Puyo Puyo Tetris (henceforth PPT) is a mashup of two dynamic puzzle games: Tetris and Puyo Puyo. The former is very familiar to the general public, but I’ll explain it anyway. Various pieces of 4 blocks rain down endlessly in a grid-like field, and your job is to keep the field clean by making full horizontal lines of the blocks.

As for Puyo Puyo, it’s not nearly as popular outside of Japan, but if you’re familiar with Dr. Robotnik’s Mean Bean Machine and/or Kirby’s Avalanche, those are reskins of Puyo Puyo. This variety of dynamic puzzle involves pieces of two colored blobs (each called a Puyo) also raining down endlessly in a grid-like field (smaller than that of Tetris), and the goal this time is to pop the Puyos by linking them so that at least four of the same color are adjacent to each other.

PPT was first released on a multitude of consoles in Japan in 2014. It saw release overseas in 2017 on Playstation 4 and Nintendo Switch, and most recently on Steam in February 2018. For the record, I have only played the Switch version, and I wouldn’t have it any other way.


PPT features a multitude of game modes:

  • Adventure Mode – A story-driven single-player mode that gives a tour through the other game modes, starting with Tetris and gradually integrating Puyo. Incidentally, it’s the main way to speedrun this game.
  • Versus – The simplest form of multiplayer. It can be a straight Puyo battle, a straight Tetris battle, or even Puyo vs. Tetris. Regardless, the goal is essentially to play better than your opponent. In Puyo, this means to pop one set of Puyos and end up with as many separate, consecutive pops before the next piece comes down. (This concept is called chaining.) In Tetris, there are two main methods of attack: consecutive line clears, and back-to-back Tetrises and T-Spins. (More on that later.) When you play well, garbage blocks/Puyos get sent over to the opponent’s side, making it more difficult for them to keep their field clean.
  • Swap – A special form of Versus involving Tetris and Puyo in alternation. The initial puzzle is determined by the random number generator, and the alternation happens every 25 seconds. When this happens, the puzzle swapped from is put to the side, but if a piece is falling in that puzzle, then it will continue to fall and can potentially trigger a line clear or Puyo pop. If such is the case, and the opposite happens in the puzzle swapped to, it builds up a Swap Combo, the most optimal form of racking up points and sending garbage to the opponent’s side.
  • Big Bang – Tetris players are given preset fields of specific colors with gaps where the pieces of such colors are to fit for line clear combos. Puyo players have preset chain setups where one color Puyo can be dropped to trigger a particularly long chain.
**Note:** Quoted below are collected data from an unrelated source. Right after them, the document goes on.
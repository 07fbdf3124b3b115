#[cfg(test)]
mod tests {
    use crate::cart::{AddToCartService, CartBackend, SimulatedCartBackend};
    use crate::constants::{ADD_TO_CART_FAILURE_MESSAGE, ADD_TO_CART_SUCCESS_MESSAGE};
    use crate::errors::{Error, Result};
    use crate::notifications::{NotificationLevel, NotificationService};
    use crate::view::{RecordingViewRenderer, ViewUpdate};
    use async_trait::async_trait;
    use std::sync::{Arc, Mutex};
    use std::time::Duration;

    // --- Mock CartBackend ---
    #[derive(Default)]
    struct MockCartBackend {
        fail: bool,
        calls: Mutex<Vec<(String, u32)>>,
    }

    #[async_trait]
    impl CartBackend for MockCartBackend {
        async fn add_item(&self, product_id: &str, quantity: u32) -> Result<()> {
            self.calls
                .lock()
                .unwrap()
                .push((product_id.to_string(), quantity));
            if self.fail {
                Err(Error::CartBackend("503 Service Unavailable".to_string()))
            } else {
                Ok(())
            }
        }
    }

    fn service_with(
        backend: Arc<dyn CartBackend>,
    ) -> (AddToCartService, RecordingViewRenderer) {
        let renderer = RecordingViewRenderer::new();
        let shared: Arc<RecordingViewRenderer> = Arc::new(renderer.clone());
        let notifications = Arc::new(NotificationService::new(
            shared.clone(),
            Duration::from_millis(5000),
        ));
        (
            AddToCartService::new(backend, shared, notifications),
            renderer,
        )
    }

    fn notification_of(update: &ViewUpdate) -> Option<(NotificationLevel, String)> {
        match update {
            ViewUpdate::NotificationShown { notification } => {
                Some((notification.level, notification.message.clone()))
            }
            _ => None,
        }
    }

    #[tokio::test(start_paused = true)]
    async fn test_successful_add_bumps_badge_and_notifies() {
        let backend = Arc::new(MockCartBackend::default());
        let (service, renderer) = service_with(backend.clone());

        let count = service.add_to_cart("p-42", "2").await.unwrap();

        assert_eq!(count, 1);
        assert_eq!(service.badge_count(), 1);
        assert_eq!(
            *backend.calls.lock().unwrap(),
            vec![("p-42".to_string(), 2)]
        );

        let updates = renderer.updates();
        assert_eq!(updates.len(), 4);
        assert_eq!(updates[0], ViewUpdate::add_to_cart_pending("p-42"));
        assert_eq!(updates[1], ViewUpdate::cart_badge(1));
        assert_eq!(
            notification_of(&updates[2]),
            Some((
                NotificationLevel::Success,
                ADD_TO_CART_SUCCESS_MESSAGE.to_string()
            ))
        );
        assert_eq!(updates[3], ViewUpdate::add_to_cart_ready("p-42"));
    }

    #[tokio::test(start_paused = true)]
    async fn test_badge_is_seeded_from_page_text() {
        let backend = Arc::new(MockCartBackend::default());
        let (service, _renderer) = service_with(backend);
        let service = service.with_badge_text("3");

        assert_eq!(service.add_to_cart("p-1", 1u32).await.unwrap(), 4);
        assert_eq!(service.add_to_cart("p-2", 1u32).await.unwrap(), 5);
    }

    #[tokio::test(start_paused = true)]
    async fn test_unreadable_badge_text_starts_at_zero() {
        let (service, _renderer) = service_with(Arc::new(MockCartBackend::default()));
        assert_eq!(service.with_badge_text("").badge_count(), 0);
    }

    #[tokio::test(start_paused = true)]
    async fn test_invalid_quantity_is_clamped() {
        let backend = Arc::new(MockCartBackend::default());
        let (service, _renderer) = service_with(backend.clone());

        service.add_to_cart("p-9", "-1").await.unwrap();

        assert_eq!(*backend.calls.lock().unwrap(), vec![("p-9".to_string(), 1)]);
    }

    #[tokio::test(start_paused = true)]
    async fn test_failure_notifies_and_restores_button() {
        let backend = Arc::new(MockCartBackend {
            fail: true,
            ..MockCartBackend::default()
        });
        let (service, renderer) = service_with(backend);

        let result = service.add_to_cart("p-7", 1u32).await;

        assert!(matches!(result, Err(Error::CartBackend(_))));
        assert_eq!(service.badge_count(), 0);
        let updates = renderer.updates();
        assert_eq!(updates.len(), 3);
        assert_eq!(
            notification_of(&updates[1]),
            Some((
                NotificationLevel::Error,
                ADD_TO_CART_FAILURE_MESSAGE.to_string()
            ))
        );
        assert_eq!(updates[2], ViewUpdate::add_to_cart_ready("p-7"));
        assert!(!updates
            .iter()
            .any(|u| matches!(u, ViewUpdate::CartBadge { .. })));
    }

    #[tokio::test(start_paused = true)]
    async fn test_missing_product_id_is_rejected() {
        let (service, renderer) = service_with(Arc::new(MockCartBackend::default()));

        assert!(service.add_to_cart("", 1u32).await.is_err());
        assert!(renderer.is_empty());
    }

    #[tokio::test(start_paused = true)]
    async fn test_simulated_backend_waits_for_latency() {
        let backend = Arc::new(SimulatedCartBackend::new(Duration::from_millis(1000)));
        let (service, renderer) = service_with(backend);
        let started = tokio::time::Instant::now();

        service.add_to_cart("p-3", 1u32).await.unwrap();

        assert!(started.elapsed() >= Duration::from_millis(1000));
        assert_eq!(renderer.last(), Some(ViewUpdate::add_to_cart_ready("p-3")));
    }
}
Popping more Puyos or clearing more blocks than the opponent results in dealing damage. Victory goes to the survivor. (Note: In Puyo, if you fail to get the highest possible chain, then you may get demoted and given a lesser chain setup.)
  • Party – Similar-ish to Guitar Hero 3 Battle Mode, where you play well and obtain power-ups to sabotage your opponent. Unlike other modes, Party Mode is purely score-based, and what would normally cost the match simply costs points.
  • Fusion – When Puyo Puyo and Tetris cross with maximum fluidity. It’s played in a field with a size between those of the two individual puzzles. For that reason, there are more Puyos than Tetris blocks, although there are special Puyo pieces that morph into Tetris blocks and back (swapping every second) until dropped. In a similar vein to Swap Combos, if you clear line(s) and pop Puyos in a single combo, you get a Mix Chain, the best form of scoring high and dealing damage.
  • Challenges – Single-player modes for practicing Tetris (first 3) and Puyo Puyo (last 3). Note that the Puyo modes have handicaps that can be changed in Settings: Sweet, Medium, and Spicy. They are listed from lowest to highest; the higher the handicap, the less generous the game is in giving chains. (While Sweet and Medium have 3 Puyo colors, Spicy has 4.)
    • Sprint – Clear 40 lines as fast as possible. The most efficient way to do this is to keep going for Tetris, which is clearing 4 lines in a row.
    • Ultra – Score as many points as possible in 3 minutes. This and Marathon are where T-Spins are preferable.
    • Marathon – Score as many points as possible before clearing 150 lines. In the Settings of this mode, you can toggle Endless to remove the line limit.
    • Endless Puyo – Score as much as possible while avoiding placing a Puyo on the red X.
    • Endless Fever – Single-player counterpart of Puyo Big Bang. You have a time limit that gets bumped up depending how well you clear the chains.
    • Tiny Puyo – A special form of Endless Puyo where the field is bigger and the Puyo pieces sometimes come in groups of 3 or 4 Puyos instead of just 2. (This happens in Puyo Party and Fusion as well.) This mode facilitates the Prismatic Popper achievement.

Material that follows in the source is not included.